August 17, 2009

Giant Panda Faces Extinction

Conservation groups have worked tirelessly to save the beloved giant panda of China, which is facing the possibility of extinction within the next two to three generations as its life collides with rapid economic development.

The Global Times reported that the fragmentation of their habitats into increasingly small areas has confined the animals, making them unable to seek out mating partners, which has endangered their gene pool.

"If the panda cannot mate with those from other habitats, it may face extinction within two to three generation," said Fan Zhiyong, Beijing-based species program director for WWF. He urges immediate action.

With the pandas resorting to finding mates in their confined areas, they face an increased risk of inbreeding, which could compromise the panda's ability to fight disease and even lower its ability to reproduce, the paper said.

According to Fan, the highways have majorly cut up the panda's habitat and has kept them from moving freely.

Fan expressed the sense of defeat that many are feeling about the situation.
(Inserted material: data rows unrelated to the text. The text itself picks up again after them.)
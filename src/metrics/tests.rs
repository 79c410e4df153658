//! Tests for the metrics engine

use super::{compute_metrics, DataFlag, EffectSize, Reliability};
use crate::config::Thresholds;
use crate::study::StudyRow;
use approx::assert_abs_diff_eq;

fn row() -> StudyRow {
    StudyRow::new("2024-03", "Acme", "CPG", "US", "Awareness")
}

fn single(row: StudyRow) -> super::MetricRow {
    compute_metrics(&[row], &Thresholds::default())
        .pop()
        .unwrap()
}

#[test]
fn test_basic_derivation() {
    let m = single(row().with_samples(1000.0, 1000.0).with_scores(40.0, 44.0));

    assert_abs_diff_eq!(m.control_prop.unwrap(), 0.40, epsilon = 1e-12);
    assert_abs_diff_eq!(m.exposed_prop.unwrap(), 0.44, epsilon = 1e-12);
    assert_abs_diff_eq!(m.diff_pct_pts.unwrap(), 4.0, epsilon = 1e-9);
    assert_abs_diff_eq!(m.lift_pct.unwrap(), 10.0, epsilon = 1e-9);
    assert_abs_diff_eq!(m.pooled_prop.unwrap(), 0.42, epsilon = 1e-12);
    assert_eq!(m.total_sample, Some(2000.0));
}

#[test]
fn test_z_test_values() {
    let m = single(row().with_samples(1000.0, 1000.0).with_scores(40.0, 44.0));

    // se = sqrt(0.42 * 0.58 * (1/1000 + 1/1000))
    assert_abs_diff_eq!(m.std_error.unwrap(), 0.022072, epsilon = 1e-5);
    assert_abs_diff_eq!(m.z_score.unwrap(), 1.8122, epsilon = 1e-3);
    assert_abs_diff_eq!(m.p_value.unwrap(), 0.0699, epsilon = 1e-3);
    assert!(!m.significant_95);
}

#[test]
fn test_significant_at_larger_samples() {
    let m = single(row().with_samples(1300.0, 1300.0).with_scores(40.0, 44.0));

    assert_abs_diff_eq!(m.z_score.unwrap(), 2.0663, epsilon = 1e-3);
    assert_abs_diff_eq!(m.p_value.unwrap(), 0.0388, epsilon = 1e-3);
    assert!(m.significant_95);
    assert_eq!(m.reliability, Reliability::High);
}

#[test]
fn test_confidence_interval_brackets_diff() {
    let m = single(row().with_samples(1000.0, 1000.0).with_scores(40.0, 44.0));

    let diff = m.diff_pct_pts.unwrap();
    let low = m.ci_low_pct_pts.unwrap();
    let high = m.ci_high_pct_pts.unwrap();
    assert!(low <= diff && diff <= high);

    // se_diff = sqrt(0.4*0.6/1000 + 0.44*0.56/1000) = 0.022055
    assert_abs_diff_eq!(m.se_diff.unwrap(), 0.022055, epsilon = 1e-5);
    assert_abs_diff_eq!(low, 4.0 - 1.96 * 2.2055, epsilon = 1e-2);
    assert_abs_diff_eq!(high, 4.0 + 1.96 * 2.2055, epsilon = 1e-2);
}

#[test]
fn test_proportion_pair_wins_over_scores() {
    let m = single(
        row()
            .with_samples(500.0, 500.0)
            .with_scores(99.0, 1.0)
            .with_props(0.40, 0.44),
    );

    assert_abs_diff_eq!(m.control_prop.unwrap(), 0.40, epsilon = 1e-12);
    assert_abs_diff_eq!(m.exposed_prop.unwrap(), 0.44, epsilon = 1e-12);
}

#[test]
fn test_half_proportion_pair_falls_back_to_scores() {
    let mut r = row().with_samples(500.0, 500.0).with_scores(40.0, 44.0);
    r.control_prop = Some(0.9);

    let m = single(r);
    assert_abs_diff_eq!(m.control_prop.unwrap(), 0.40, epsilon = 1e-12);
}

#[test]
fn test_zero_control_prop_guards_lift_only() {
    let m = single(row().with_samples(500.0, 500.0).with_props(0.0, 0.1));

    assert_eq!(m.lift_rel, None);
    assert_eq!(m.lift_pct, None);
    assert_abs_diff_eq!(m.diff_pct_pts.unwrap(), 10.0, epsilon = 1e-9);
    assert!(m.p_value.is_some());
}

#[test]
fn test_degenerate_pooled_proportion() {
    // Both proportions at 1.0: pooled variance is zero, the test is
    // undefined, but the point estimates survive.
    let m = single(row().with_samples(500.0, 500.0).with_props(1.0, 1.0));

    assert_eq!(m.std_error, None);
    assert_eq!(m.z_score, None);
    assert_eq!(m.p_value, None);
    assert!(!m.significant_95);
    assert_eq!(m.diff_pct_pts, Some(0.0));
}

#[test]
fn test_zero_sample_is_missing_not_fault() {
    let m = single(row().with_samples(0.0, 500.0).with_scores(40.0, 44.0));

    assert_eq!(m.z_score, None);
    assert_eq!(m.p_value, None);
    assert_eq!(m.se_diff, None);
    // Flag still fires off the raw count.
    assert_eq!(m.data_flag, DataFlag::LowSample);
}

#[test]
fn test_unparseable_score_propagates_as_missing() {
    let m = single(row().with_samples(500.0, 500.0).with_scores("n/a", 44.0));

    assert_eq!(m.control_prop, None);
    assert_eq!(m.diff_prop, None);
    assert_eq!(m.lift_pct, None);
    assert_eq!(m.p_value, None);
    assert_eq!(m.effect_size_h, None);
    assert_eq!(m.effect_size_qual, None);
    // The exposed side is independently computable.
    assert_abs_diff_eq!(m.exposed_prop.unwrap(), 0.44, epsilon = 1e-12);
}

#[test]
fn test_identical_proportions() {
    let m = single(row().with_samples(1000.0, 1000.0).with_scores(40.0, 40.0));

    assert_eq!(m.diff_pct_pts, Some(0.0));
    assert_abs_diff_eq!(m.z_score.unwrap(), 0.0, epsilon = 1e-12);
    assert_abs_diff_eq!(m.p_value.unwrap(), 1.0, epsilon = 1e-6);
    assert!(!m.significant_95);
}

#[test]
fn test_effect_size_bands() {
    // p1=0.40, p2=0.44 -> h = 2 asin(sqrt(.44)) - 2 asin(sqrt(.40)) ~= 0.0807
    let m = single(row().with_samples(1000.0, 1000.0).with_scores(40.0, 44.0));
    assert_abs_diff_eq!(m.effect_size_h.unwrap(), 0.0811, epsilon = 1e-3);
    assert_eq!(m.effect_size_qual, Some(EffectSize::Small));

    let m = single(row().with_samples(1000.0, 1000.0).with_props(0.30, 0.45));
    assert_eq!(m.effect_size_qual, Some(EffectSize::Medium));

    let m = single(row().with_samples(1000.0, 1000.0).with_props(0.20, 0.60));
    assert_eq!(m.effect_size_qual, Some(EffectSize::Large));
}

#[test]
fn test_effect_size_defined_at_extremes() {
    let m = single(row().with_samples(1000.0, 1000.0).with_props(0.0, 1.0));
    let h = m.effect_size_h.unwrap();
    assert!(h.is_finite());
    assert_abs_diff_eq!(h, std::f64::consts::PI, epsilon = 1e-3);
}

#[test]
fn test_data_flag_bands() {
    let t = Thresholds::default();
    let flag = |n1: f64, n2: f64| {
        compute_metrics(&[row().with_samples(n1, n2).with_scores(40.0, 44.0)], &t)[0].data_flag
    };

    assert_eq!(flag(79.0, 500.0), DataFlag::LowSample);
    assert_eq!(flag(500.0, 50.0), DataFlag::LowSample);
    assert_eq!(flag(80.0, 500.0), DataFlag::LimitedSample);
    assert_eq!(flag(500.0, 119.0), DataFlag::LimitedSample);
    assert_eq!(flag(120.0, 120.0), DataFlag::None);
}

#[test]
fn test_low_sample_flag_independent_of_significance() {
    // Big effect, tiny groups: flagged regardless of what the test says.
    let m = single(row().with_samples(50.0, 50.0).with_scores(40.0, 44.0));
    assert_eq!(m.data_flag, DataFlag::LowSample);
    assert_ne!(m.reliability, Reliability::High);
}

#[test]
fn test_reliability_rules_in_order() {
    // Significant + clean -> High
    let m = single(row().with_samples(1300.0, 1300.0).with_scores(40.0, 44.0));
    assert_eq!(m.reliability, Reliability::High);

    // Significant + flagged -> Medium
    let m = single(row().with_samples(100.0, 1300.0).with_props(0.20, 0.60));
    assert!(m.significant_95);
    assert_eq!(m.reliability, Reliability::Medium);

    // Not significant + clean + medium effect -> Directional
    // z ~= 1.94, p ~= 0.053: just misses at alpha = 0.05
    let m = single(row().with_samples(120.0, 120.0).with_props(0.30, 0.42));
    assert!(!m.significant_95);
    assert_eq!(m.effect_size_qual, Some(EffectSize::Medium));
    assert_eq!(m.reliability, Reliability::Directional);

    // Not significant + low sample + small effect -> Low
    let m = single(row().with_samples(40.0, 40.0).with_scores(40.0, 41.0));
    assert!(!m.significant_95);
    assert_eq!(m.reliability, Reliability::Low);

    // Not significant + limited sample + small effect -> Directional
    let m = single(row().with_samples(100.0, 100.0).with_scores(40.0, 41.0));
    assert_eq!(m.data_flag, DataFlag::LimitedSample);
    assert_eq!(m.reliability, Reliability::Directional);
}

#[test]
fn test_order_and_count_preserved() {
    let rows = vec![
        row().with_samples(1000.0, 1000.0).with_scores(40.0, 44.0),
        StudyRow::new("2024-04", "Acme", "CPG", "UK", "Consideration")
            .with_samples(200.0, 200.0)
            .with_scores(30.0, 28.0),
    ];
    let metrics = compute_metrics(&rows, &Thresholds::default());

    assert_eq!(metrics.len(), 2);
    assert_eq!(metrics[0].market, "US");
    assert_eq!(metrics[1].market, "UK");
    assert!(metrics[1].diff_pct_pts.unwrap() < 0.0);
}

#[test]
fn test_custom_alpha() {
    let t = Thresholds {
        alpha: 0.10,
        ..Thresholds::default()
    };

    let m = compute_metrics(
        &[row().with_samples(1000.0, 1000.0).with_scores(40.0, 44.0)],
        &t,
    )
    .pop()
    .unwrap();

    // p ~= 0.0699: not significant at 0.05, significant at 0.10.
    assert!(m.significant_95);
}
"We may have to give up building some infrastructure," he said. "I don't know the solution to this problem."

Approximately 1,590 pandas are currently living in the wild around China. They primarily found in southwestern Sichuan, northern Shaanxi and northwestern Gansu provinces. Earlier reports stated that only 180 of these giant pandas have been successfully bred in captivity.

While environmental issues play a huge role in the animal's decline, it is not the only problem conservationists are facing. The panda is famous for its low sex-drive, which has made it incredibly difficult to get them to reproduce and thus boost their numbers.

Breeders have gotten quite creative in trying to find a way to encourage the pandas to engage in sexual activity. They have even tried exposing them to "panda porn" videos of other pandas mating, and putting males through "sexercises" that are meant to strengthen their pelvic and leg muscles to  support the copulation process.

Though it may seem extreme, and even quite humorous, such measures just go to show how far conservationists are willing to go to save the panda.